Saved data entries
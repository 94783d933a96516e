// Copyright 2025 eraflo
//
// Licensed under the Apache License, Version 2.0 (the "License");
// you may not use this file except in compliance with the License.
// You may obtain a copy of the License at
//
//     http://www.apache.org/licenses/LICENSE-2.0
//
// Unless required by applicable law or agreed to in writing, software
// distributed under the License is distributed on an "AS IS" BASIS,
// WITHOUT WARRANTIES OR CONDITIONS OF ANY KIND, either express or implied.
// See the License for the specific language governing permissions and
// limitations under the License.

//! Errors of the projection layer controller.

use std::fmt;

use crate::graphics::error::{RenderError, ResourceError};
use crate::graphics::resource::TextureFormat;
use crate::xr::error::CompositorError;
use crate::xr::types::ViewConfigurationType;

/// Which of the two swapchains a format belongs to.
#[derive(Debug, Clone, Copy, PartialEq, Eq)]
pub enum SwapchainKind {
    /// The color swapchain.
    Color,
    /// The depth swapchain.
    Depth,
}

impl fmt::Display for SwapchainKind {
    fn fmt(&self, f: &mut fmt::Formatter<'_>) -> fmt::Result {
        match self {
            SwapchainKind::Color => write!(f, "color"),
            SwapchainKind::Depth => write!(f, "depth"),
        }
    }
}

/// A failure while preparing or rendering a projection layer.
#[derive(Debug)]
pub enum LayerError {
    /// The pending format is not supported by the session.
    UnsupportedFormat {
        /// Swapchain the format was requested for.
        kind: SwapchainKind,
        /// The rejected format.
        format: TextureFormat,
    },
    /// The view configuration was not enabled when the controller was created.
    UnknownViewConfiguration(ViewConfigurationType),
    /// The session offers no format for a swapchain.
    NoSupportedFormat(SwapchainKind),
    /// The runtime reported no usable views.
    NoViews,
    /// The located views do not match the prepared layout.
    ViewCountMismatch {
        /// Views the layer was prepared for.
        expected: usize,
        /// Views handed to the render call.
        actual: usize,
    },
    /// The layer has no swapchains yet; it must be prepared first.
    NotPrepared(ViewConfigurationType),
    /// A device object failed.
    Resource(ResourceError),
    /// A compositor call failed.
    Compositor(CompositorError),
    /// The scene renderer failed.
    Render(RenderError),
}

impl fmt::Display for LayerError {
    fn fmt(&self, f: &mut fmt::Formatter<'_>) -> fmt::Result {
        match self {
            LayerError::UnsupportedFormat { kind, format } => {
                write!(f, "Unsupported {kind} swapchain format: {format:?}")
            }
            LayerError::UnknownViewConfiguration(ty) => {
                write!(f, "View configuration {ty:?} is not enabled")
            }
            LayerError::NoSupportedFormat(kind) => {
                write!(f, "The session supports no {kind} swapchain format")
            }
            LayerError::NoViews => write!(f, "The view configuration has no usable views."),
            LayerError::ViewCountMismatch { expected, actual } => {
                write!(f, "Expected {expected} views, got {actual}")
            }
            LayerError::NotPrepared(ty) => {
                write!(f, "View configuration {ty:?} has no swapchains")
            }
            LayerError::Resource(e) => write!(f, "Resource error: {e}"),
            LayerError::Compositor(e) => write!(f, "Compositor error: {e}"),
            LayerError::Render(e) => write!(f, "Render error: {e}"),
        }
    }
}

impl std::error::Error for LayerError {
    fn source(&self) -> Option<&(dyn std::error::Error + 'static)> {
        match self {
            LayerError::Resource(e) => Some(e),
            LayerError::Compositor(e) => Some(e),
            LayerError::Render(e) => Some(e),
            _ => None,
        }
    }
}

impl From<ResourceError> for LayerError {
    fn from(err: ResourceError) -> Self {
        LayerError::Resource(err)
    }
}

impl From<CompositorError> for LayerError {
    fn from(err: CompositorError) -> Self {
        LayerError::Compositor(err)
    }
}

impl From<RenderError> for LayerError {
    fn from(err: RenderError) -> Self {
        LayerError::Render(err)
    }
}
// Copyright 2025 eraflo
//
// Licensed under the Apache License, Version 2.0 (the "License");
// you may not use this file except in compliance with the License.
// You may obtain a copy of the License at
//
//     http://www.apache.org/licenses/LICENSE-2.0
//
// Unless required by applicable law or agreed to in writing, software
// distributed under the License is distributed on an "AS IS" BASIS,
// WITHOUT WARRANTIES OR CONDITIONS OF ANY KIND, either express or implied.
// See the License for the specific language governing permissions and
// limitations under the License.

//! Precomputed render-state masks.
//!
//! Every draw needs a single [`RenderState`] combining blending, culling,
//! fill mode and depth testing. The handful of possible combinations is
//! computed once into a [`ResourceStateCache`] and only looked up afterwards.

use std::sync::OnceLock;

use crate::xrscene_bitflags;

xrscene_bitflags! {
    /// Fixed-function state of a draw call.
    pub struct RenderState: u64 {
        /// Write the red channel.
        const WRITE_R = 1 << 0;
        /// Write the green channel.
        const WRITE_G = 1 << 1;
        /// Write the blue channel.
        const WRITE_B = 1 << 2;
        /// Write the alpha channel.
        const WRITE_A = 1 << 3;
        /// Write depth.
        const WRITE_Z = 1 << 4;
        /// Pass when the fragment is nearer with a standard depth range.
        const DEPTH_TEST_LESS = 1 << 5;
        /// Pass when the fragment is nearer with a reversed depth range.
        const DEPTH_TEST_GREATER = 1 << 6;
        /// Cull clockwise triangles.
        const CULL_CW = 1 << 7;
        /// Cull counter-clockwise triangles.
        const CULL_CCW = 1 << 8;
        /// Source-alpha over blending.
        const BLEND_ALPHA = 1 << 9;
        /// Rasterize edges only.
        const WIREFRAME = 1 << 10;
        /// Multisample rasterization.
        const MSAA = 1 << 11;
        /// All color channels.
        const WRITE_RGB = (1 << 0) | (1 << 1) | (1 << 2);
    }
}

/// The inputs of a state lookup.
#[derive(Debug, Clone, Copy, PartialEq, Eq, Hash, Default)]
pub struct StateKey {
    /// Alpha blended material.
    pub blended: bool,
    /// Both faces are drawn.
    pub double_sided: bool,
    /// Draw edges only.
    pub wireframe: bool,
    /// Front faces wind counter-clockwise.
    pub front_counter_clockwise: bool,
    /// Near depth is 1, far depth is 0.
    pub reverse_z: bool,
    /// Test depth without writing it.
    pub disable_depth_write: bool,
}

/// Lookup tables of blend, rasterizer and depth masks.
///
/// Built once, never modified.
#[derive(Debug, Clone, PartialEq, Eq)]
pub struct ResourceStateCache {
    default_blend: RenderState,
    alpha_blend: RenderState,
    /// `[double_sided][wireframe][front_counter_clockwise]`
    rasterizer: [[[RenderState; 2]; 2]; 2],
    /// `[reverse_z][no_write]`
    depth: [[RenderState; 2]; 2],
}

impl ResourceStateCache {
    /// Builds every table entry.
    pub fn new() -> Self {
        let default_blend = RenderState::WRITE_RGB | RenderState::WRITE_A | RenderState::MSAA;
        let alpha_blend = default_blend | RenderState::BLEND_ALPHA;

        let mut rasterizer = [[[RenderState::EMPTY; 2]; 2]; 2];
        for double_sided in [false, true] {
            for wireframe in [false, true] {
                for front_ccw in [false, true] {
                    let mut state = RenderState::MSAA;
                    if !double_sided {
                        // Back faces wind opposite to the front faces.
                        state |= if front_ccw {
                            RenderState::CULL_CW
                        } else {
                            RenderState::CULL_CCW
                        };
                    }
                    state.set(RenderState::WIREFRAME, wireframe);
                    rasterizer[double_sided as usize][wireframe as usize][front_ccw as usize] =
                        state;
                }
            }
        }

        let mut depth = [[RenderState::EMPTY; 2]; 2];
        for reverse_z in [false, true] {
            for no_write in [false, true] {
                let mut state = if reverse_z {
                    RenderState::DEPTH_TEST_GREATER
                } else {
                    RenderState::DEPTH_TEST_LESS
                };
                state.set(RenderState::WRITE_Z, !no_write);
                depth[reverse_z as usize][no_write as usize] = state;
            }
        }

        Self {
            default_blend,
            alpha_blend,
            rasterizer,
            depth,
        }
    }

    /// The process-wide table, built on first use.
    pub fn global() -> &'static Self {
        static CACHE: OnceLock<ResourceStateCache> = OnceLock::new();
        CACHE.get_or_init(Self::new)
    }

    /// Blend mask for opaque or alpha-blended materials.
    pub fn blend(&self, blended: bool) -> RenderState {
        if blended {
            self.alpha_blend
        } else {
            self.default_blend
        }
    }

    /// Rasterizer mask.
    pub fn rasterizer(&self, double_sided: bool, wireframe: bool, front_ccw: bool) -> RenderState {
        self.rasterizer[double_sided as usize][wireframe as usize][front_ccw as usize]
    }

    /// Depth test and write mask.
    pub fn depth(&self, reverse_z: bool, no_write: bool) -> RenderState {
        self.depth[reverse_z as usize][no_write as usize]
    }

    /// The combined state of a draw.
    pub fn combine(&self, key: StateKey) -> RenderState {
        self.blend(key.blended)
            | self.rasterizer(key.double_sided, key.wireframe, key.front_counter_clockwise)
            | self.depth(key.reverse_z, key.disable_depth_write)
    }
}

impl Default for ResourceStateCache {
    fn default() -> Self {
        Self::new()
    }
}

#[cfg(test)]
mod tests {
    use super::*;

    fn all_keys() -> impl Iterator<Item = StateKey> {
        (0u8..64).map(|bits| StateKey {
            blended: bits & 1 != 0,
            double_sided: bits & 2 != 0,
            wireframe: bits & 4 != 0,
            front_counter_clockwise: bits & 8 != 0,
            reverse_z: bits & 16 != 0,
            disable_depth_write: bits & 32 != 0,
        })
    }

    #[test]
    fn test_lookups_are_pure() {
        let first = ResourceStateCache::new();
        let second = ResourceStateCache::new();
        for key in all_keys() {
            assert_eq!(first.combine(key), first.combine(key));
            assert_eq!(first.combine(key), second.combine(key));
            assert_eq!(first.combine(key), ResourceStateCache::global().combine(key));
        }
    }

    #[test]
    fn test_culling_only_when_single_sided() {
        let cache = ResourceStateCache::new();
        assert!(cache
            .rasterizer(false, false, true)
            .contains(RenderState::CULL_CW));
        assert!(cache
            .rasterizer(false, false, false)
            .contains(RenderState::CULL_CCW));
        for wireframe in [false, true] {
            for ccw in [false, true] {
                let state = cache.rasterizer(true, wireframe, ccw);
                assert!(!state.intersects(RenderState::CULL_CW | RenderState::CULL_CCW));
                assert_eq!(state.contains(RenderState::WIREFRAME), wireframe);
            }
        }
    }

    #[test]
    fn test_depth_direction_and_write() {
        let cache = ResourceStateCache::new();
        assert_eq!(
            cache.depth(false, false),
            RenderState::DEPTH_TEST_LESS | RenderState::WRITE_Z
        );
        assert_eq!(cache.depth(true, true), RenderState::DEPTH_TEST_GREATER);
    }

    #[test]
    fn test_blend_selection() {
        let cache = ResourceStateCache::new();
        let key = StateKey {
            blended: true,
            ..StateKey::default()
        };
        assert!(cache.combine(key).contains(RenderState::BLEND_ALPHA));
        assert!(!cache
            .combine(StateKey::default())
            .contains(RenderState::BLEND_ALPHA));
        assert!(cache.combine(key).contains(RenderState::WRITE_RGB | RenderState::WRITE_A));
    }
}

** About this task **
Which lines run from the one holding "the front faces." through the one holding "pub fn blend(&self, blended: bool)" in the records above? Repeat them exactly, both included, and nothing more.

** Written reply **
                        // Back faces wind opposite to the front faces.
                        state |= if front_ccw {
                            RenderState::CULL_CW
                        } else {
                            RenderState::CULL_CCW
                        };
                    }
                    state.set(RenderState::WIREFRAME, wireframe);
                    rasterizer[double_sided as usize][wireframe as usize][front_ccw as usize] =
                        state;
                }
            }
        }

        let mut depth = [[RenderState::EMPTY; 2]; 2];
        for reverse_z in [false, true] {
            for no_write in [false, true] {
                let mut state = if reverse_z {
                    RenderState::DEPTH_TEST_GREATER
                } else {
                    RenderState::DEPTH_TEST_LESS
                };
                state.set(RenderState::WRITE_Z, !no_write);
                depth[reverse_z as usize][no_write as usize] = state;
            }
        }

        Self {
            default_blend,
            alpha_blend,
            rasterizer,
            depth,
        }
    }

    /// The process-wide table, built on first use.
    pub fn global() -> &'static Self {
        static CACHE: OnceLock<ResourceStateCache> = OnceLock::new();
        CACHE.get_or_init(Self::new)
    }

    /// Blend mask for opaque or alpha-blended materials.
    pub fn blend(&self, blended: bool) -> RenderState {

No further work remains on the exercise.